Scan the records for the string "RelayError". State how many lines contain it and add nothing.

[Excerpts from a dataset]
......

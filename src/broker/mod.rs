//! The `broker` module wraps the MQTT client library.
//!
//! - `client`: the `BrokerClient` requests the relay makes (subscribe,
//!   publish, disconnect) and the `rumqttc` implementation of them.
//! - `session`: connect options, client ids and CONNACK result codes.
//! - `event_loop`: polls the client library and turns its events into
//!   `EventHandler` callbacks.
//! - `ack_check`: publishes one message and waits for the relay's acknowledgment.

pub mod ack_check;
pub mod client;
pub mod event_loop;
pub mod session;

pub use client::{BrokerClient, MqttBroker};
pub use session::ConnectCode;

......

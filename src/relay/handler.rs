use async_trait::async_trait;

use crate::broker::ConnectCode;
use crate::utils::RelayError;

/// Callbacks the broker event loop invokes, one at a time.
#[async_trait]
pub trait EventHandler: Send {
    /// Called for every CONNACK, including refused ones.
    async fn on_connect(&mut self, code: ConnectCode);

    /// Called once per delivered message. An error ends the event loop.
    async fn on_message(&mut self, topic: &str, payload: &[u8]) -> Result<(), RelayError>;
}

......

- SOLUTION: 2